Which lines of the entries below contain the string "Duration"? Copy each one.

-------- RECORDS SUPPLIED

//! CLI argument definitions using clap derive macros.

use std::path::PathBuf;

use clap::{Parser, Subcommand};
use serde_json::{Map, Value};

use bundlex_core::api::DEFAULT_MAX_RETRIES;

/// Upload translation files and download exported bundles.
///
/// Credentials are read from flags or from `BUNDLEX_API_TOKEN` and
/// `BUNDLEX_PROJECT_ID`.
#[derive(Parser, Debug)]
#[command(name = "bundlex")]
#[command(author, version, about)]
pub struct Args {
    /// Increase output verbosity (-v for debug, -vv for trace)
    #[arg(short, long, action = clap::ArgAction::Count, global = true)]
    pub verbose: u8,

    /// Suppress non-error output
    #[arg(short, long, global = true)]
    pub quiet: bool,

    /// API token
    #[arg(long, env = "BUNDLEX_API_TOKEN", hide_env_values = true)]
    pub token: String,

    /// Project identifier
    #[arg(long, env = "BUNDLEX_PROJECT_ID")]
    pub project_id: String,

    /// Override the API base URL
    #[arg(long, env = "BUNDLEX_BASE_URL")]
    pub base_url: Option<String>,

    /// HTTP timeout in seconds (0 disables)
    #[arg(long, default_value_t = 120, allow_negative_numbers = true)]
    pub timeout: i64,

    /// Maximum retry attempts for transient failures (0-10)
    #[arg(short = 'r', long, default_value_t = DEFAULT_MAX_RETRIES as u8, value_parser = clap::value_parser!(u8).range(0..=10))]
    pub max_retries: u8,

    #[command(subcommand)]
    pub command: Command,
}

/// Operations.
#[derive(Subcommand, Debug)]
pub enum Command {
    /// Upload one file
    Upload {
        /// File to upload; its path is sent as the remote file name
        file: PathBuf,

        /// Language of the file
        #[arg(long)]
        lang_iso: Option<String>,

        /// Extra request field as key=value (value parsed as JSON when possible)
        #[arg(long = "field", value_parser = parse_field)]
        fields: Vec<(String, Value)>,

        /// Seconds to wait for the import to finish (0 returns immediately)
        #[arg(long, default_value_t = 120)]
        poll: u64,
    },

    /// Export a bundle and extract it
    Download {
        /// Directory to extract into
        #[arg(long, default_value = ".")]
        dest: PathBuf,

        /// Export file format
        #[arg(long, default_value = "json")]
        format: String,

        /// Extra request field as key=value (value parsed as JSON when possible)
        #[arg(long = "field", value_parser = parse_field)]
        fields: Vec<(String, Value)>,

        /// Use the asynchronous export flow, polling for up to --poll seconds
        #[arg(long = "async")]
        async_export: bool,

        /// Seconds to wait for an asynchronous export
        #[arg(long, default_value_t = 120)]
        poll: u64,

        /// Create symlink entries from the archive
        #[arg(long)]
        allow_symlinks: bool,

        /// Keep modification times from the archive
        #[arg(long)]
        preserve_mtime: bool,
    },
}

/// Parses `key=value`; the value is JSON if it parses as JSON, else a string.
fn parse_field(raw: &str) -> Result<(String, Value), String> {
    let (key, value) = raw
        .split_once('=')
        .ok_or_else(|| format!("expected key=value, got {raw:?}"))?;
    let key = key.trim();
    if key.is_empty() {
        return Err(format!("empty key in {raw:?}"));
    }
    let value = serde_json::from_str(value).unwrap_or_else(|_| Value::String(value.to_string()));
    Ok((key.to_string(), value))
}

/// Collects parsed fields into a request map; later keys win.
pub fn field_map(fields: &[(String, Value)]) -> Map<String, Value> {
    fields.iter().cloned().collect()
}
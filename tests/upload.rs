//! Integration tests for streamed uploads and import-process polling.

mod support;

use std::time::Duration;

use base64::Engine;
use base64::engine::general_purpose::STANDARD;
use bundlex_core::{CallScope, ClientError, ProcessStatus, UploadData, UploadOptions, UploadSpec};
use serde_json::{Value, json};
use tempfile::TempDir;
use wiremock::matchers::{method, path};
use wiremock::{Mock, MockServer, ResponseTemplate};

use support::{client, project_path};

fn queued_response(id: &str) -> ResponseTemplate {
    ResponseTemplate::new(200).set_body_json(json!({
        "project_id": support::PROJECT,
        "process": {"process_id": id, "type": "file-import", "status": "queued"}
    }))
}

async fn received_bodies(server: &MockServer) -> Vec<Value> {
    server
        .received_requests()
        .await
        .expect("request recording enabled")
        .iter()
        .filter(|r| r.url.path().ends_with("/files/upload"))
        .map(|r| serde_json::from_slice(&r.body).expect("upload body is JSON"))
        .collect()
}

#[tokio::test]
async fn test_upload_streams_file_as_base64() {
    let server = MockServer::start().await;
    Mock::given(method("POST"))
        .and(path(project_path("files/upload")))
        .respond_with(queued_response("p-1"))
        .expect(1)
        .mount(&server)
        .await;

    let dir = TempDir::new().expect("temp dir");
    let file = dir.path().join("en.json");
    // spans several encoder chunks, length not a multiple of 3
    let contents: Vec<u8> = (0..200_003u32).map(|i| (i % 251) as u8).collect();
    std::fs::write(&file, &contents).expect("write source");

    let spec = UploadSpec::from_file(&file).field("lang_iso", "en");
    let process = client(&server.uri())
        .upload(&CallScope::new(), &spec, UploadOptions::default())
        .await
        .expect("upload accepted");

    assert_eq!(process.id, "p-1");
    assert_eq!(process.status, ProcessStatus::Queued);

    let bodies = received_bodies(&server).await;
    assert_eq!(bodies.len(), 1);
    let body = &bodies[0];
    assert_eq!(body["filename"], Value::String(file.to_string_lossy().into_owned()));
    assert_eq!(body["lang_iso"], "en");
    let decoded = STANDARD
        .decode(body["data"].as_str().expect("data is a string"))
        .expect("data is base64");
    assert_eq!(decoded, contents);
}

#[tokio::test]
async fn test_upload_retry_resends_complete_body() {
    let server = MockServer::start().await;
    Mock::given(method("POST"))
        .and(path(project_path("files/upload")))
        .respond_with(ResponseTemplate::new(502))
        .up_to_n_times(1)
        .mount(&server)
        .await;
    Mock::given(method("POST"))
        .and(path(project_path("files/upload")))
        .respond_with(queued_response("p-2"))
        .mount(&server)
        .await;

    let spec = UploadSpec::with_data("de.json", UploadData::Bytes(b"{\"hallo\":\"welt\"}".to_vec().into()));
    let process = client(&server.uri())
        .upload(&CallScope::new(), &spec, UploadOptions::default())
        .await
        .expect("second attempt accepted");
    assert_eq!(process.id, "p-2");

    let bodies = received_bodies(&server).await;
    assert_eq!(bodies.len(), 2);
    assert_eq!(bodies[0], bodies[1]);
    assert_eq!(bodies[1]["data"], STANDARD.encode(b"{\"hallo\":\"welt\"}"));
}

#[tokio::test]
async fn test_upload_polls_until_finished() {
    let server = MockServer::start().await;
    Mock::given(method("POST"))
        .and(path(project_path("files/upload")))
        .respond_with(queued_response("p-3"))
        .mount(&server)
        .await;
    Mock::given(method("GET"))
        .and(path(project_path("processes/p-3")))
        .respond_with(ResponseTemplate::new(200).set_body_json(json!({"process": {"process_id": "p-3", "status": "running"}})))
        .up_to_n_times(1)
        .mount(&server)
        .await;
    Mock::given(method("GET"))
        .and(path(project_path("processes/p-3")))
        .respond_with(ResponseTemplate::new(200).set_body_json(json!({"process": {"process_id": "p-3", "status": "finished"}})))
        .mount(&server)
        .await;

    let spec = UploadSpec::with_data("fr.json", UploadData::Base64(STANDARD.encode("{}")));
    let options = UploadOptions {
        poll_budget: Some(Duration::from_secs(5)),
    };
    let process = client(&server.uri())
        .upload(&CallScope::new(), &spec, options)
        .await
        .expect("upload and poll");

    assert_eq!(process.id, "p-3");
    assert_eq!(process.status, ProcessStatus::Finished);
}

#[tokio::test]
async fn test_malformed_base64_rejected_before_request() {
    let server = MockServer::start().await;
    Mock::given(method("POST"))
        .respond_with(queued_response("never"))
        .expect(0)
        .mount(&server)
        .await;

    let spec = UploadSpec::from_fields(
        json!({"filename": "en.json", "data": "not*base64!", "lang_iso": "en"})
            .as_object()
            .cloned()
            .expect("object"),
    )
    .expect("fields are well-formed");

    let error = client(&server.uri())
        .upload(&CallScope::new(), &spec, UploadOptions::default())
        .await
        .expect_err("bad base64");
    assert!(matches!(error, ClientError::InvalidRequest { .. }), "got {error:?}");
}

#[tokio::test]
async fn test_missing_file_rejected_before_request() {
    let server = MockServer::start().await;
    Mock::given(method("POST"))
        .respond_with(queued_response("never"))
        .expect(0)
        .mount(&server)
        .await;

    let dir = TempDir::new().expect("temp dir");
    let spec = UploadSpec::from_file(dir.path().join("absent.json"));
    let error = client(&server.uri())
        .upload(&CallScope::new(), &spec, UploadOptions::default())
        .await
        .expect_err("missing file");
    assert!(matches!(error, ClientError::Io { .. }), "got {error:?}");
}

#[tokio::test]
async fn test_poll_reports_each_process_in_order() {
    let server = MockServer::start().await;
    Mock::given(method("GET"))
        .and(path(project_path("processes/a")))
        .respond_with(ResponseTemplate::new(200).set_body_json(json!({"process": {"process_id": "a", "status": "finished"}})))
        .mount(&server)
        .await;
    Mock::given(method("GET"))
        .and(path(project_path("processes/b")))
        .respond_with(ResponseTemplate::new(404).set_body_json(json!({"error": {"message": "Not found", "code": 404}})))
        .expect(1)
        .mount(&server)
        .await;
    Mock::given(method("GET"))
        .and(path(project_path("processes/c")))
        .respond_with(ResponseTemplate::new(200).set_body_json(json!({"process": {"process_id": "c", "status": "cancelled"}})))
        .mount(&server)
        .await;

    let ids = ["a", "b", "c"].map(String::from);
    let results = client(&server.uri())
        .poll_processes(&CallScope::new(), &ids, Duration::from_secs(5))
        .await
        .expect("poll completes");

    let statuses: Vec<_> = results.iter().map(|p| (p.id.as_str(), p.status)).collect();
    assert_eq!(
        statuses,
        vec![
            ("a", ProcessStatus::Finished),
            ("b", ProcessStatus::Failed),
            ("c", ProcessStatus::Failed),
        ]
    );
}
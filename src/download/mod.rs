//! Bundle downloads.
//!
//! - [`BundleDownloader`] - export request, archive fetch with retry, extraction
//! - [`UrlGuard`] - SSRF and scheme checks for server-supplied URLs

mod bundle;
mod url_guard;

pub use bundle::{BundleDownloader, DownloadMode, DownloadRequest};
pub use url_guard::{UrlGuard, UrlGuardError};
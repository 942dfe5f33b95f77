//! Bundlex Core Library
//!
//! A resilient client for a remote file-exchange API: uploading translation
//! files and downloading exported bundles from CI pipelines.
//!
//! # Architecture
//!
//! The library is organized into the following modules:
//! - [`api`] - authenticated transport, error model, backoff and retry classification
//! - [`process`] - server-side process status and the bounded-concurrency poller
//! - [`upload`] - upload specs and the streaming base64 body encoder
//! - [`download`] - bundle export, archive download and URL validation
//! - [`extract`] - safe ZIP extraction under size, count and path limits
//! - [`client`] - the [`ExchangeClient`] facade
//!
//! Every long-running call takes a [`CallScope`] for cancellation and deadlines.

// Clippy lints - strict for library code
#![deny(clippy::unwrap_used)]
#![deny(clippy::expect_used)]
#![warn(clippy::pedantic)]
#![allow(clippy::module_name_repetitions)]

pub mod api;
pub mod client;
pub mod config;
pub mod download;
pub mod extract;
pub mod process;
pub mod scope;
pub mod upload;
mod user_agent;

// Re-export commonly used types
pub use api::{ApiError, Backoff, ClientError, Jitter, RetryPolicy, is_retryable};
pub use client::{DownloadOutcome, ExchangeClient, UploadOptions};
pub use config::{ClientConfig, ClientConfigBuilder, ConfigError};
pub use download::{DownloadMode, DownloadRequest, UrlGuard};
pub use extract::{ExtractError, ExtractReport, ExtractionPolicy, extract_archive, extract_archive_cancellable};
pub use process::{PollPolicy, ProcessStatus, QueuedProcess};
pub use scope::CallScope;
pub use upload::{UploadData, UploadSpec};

----------------

- _EXERCISE SOLUTION_:
use std::time::Duration;
        poll_budget: Some(Duration::from_secs(5)),
        .poll_processes(&CallScope::new(), &ids, Duration::from_secs(5))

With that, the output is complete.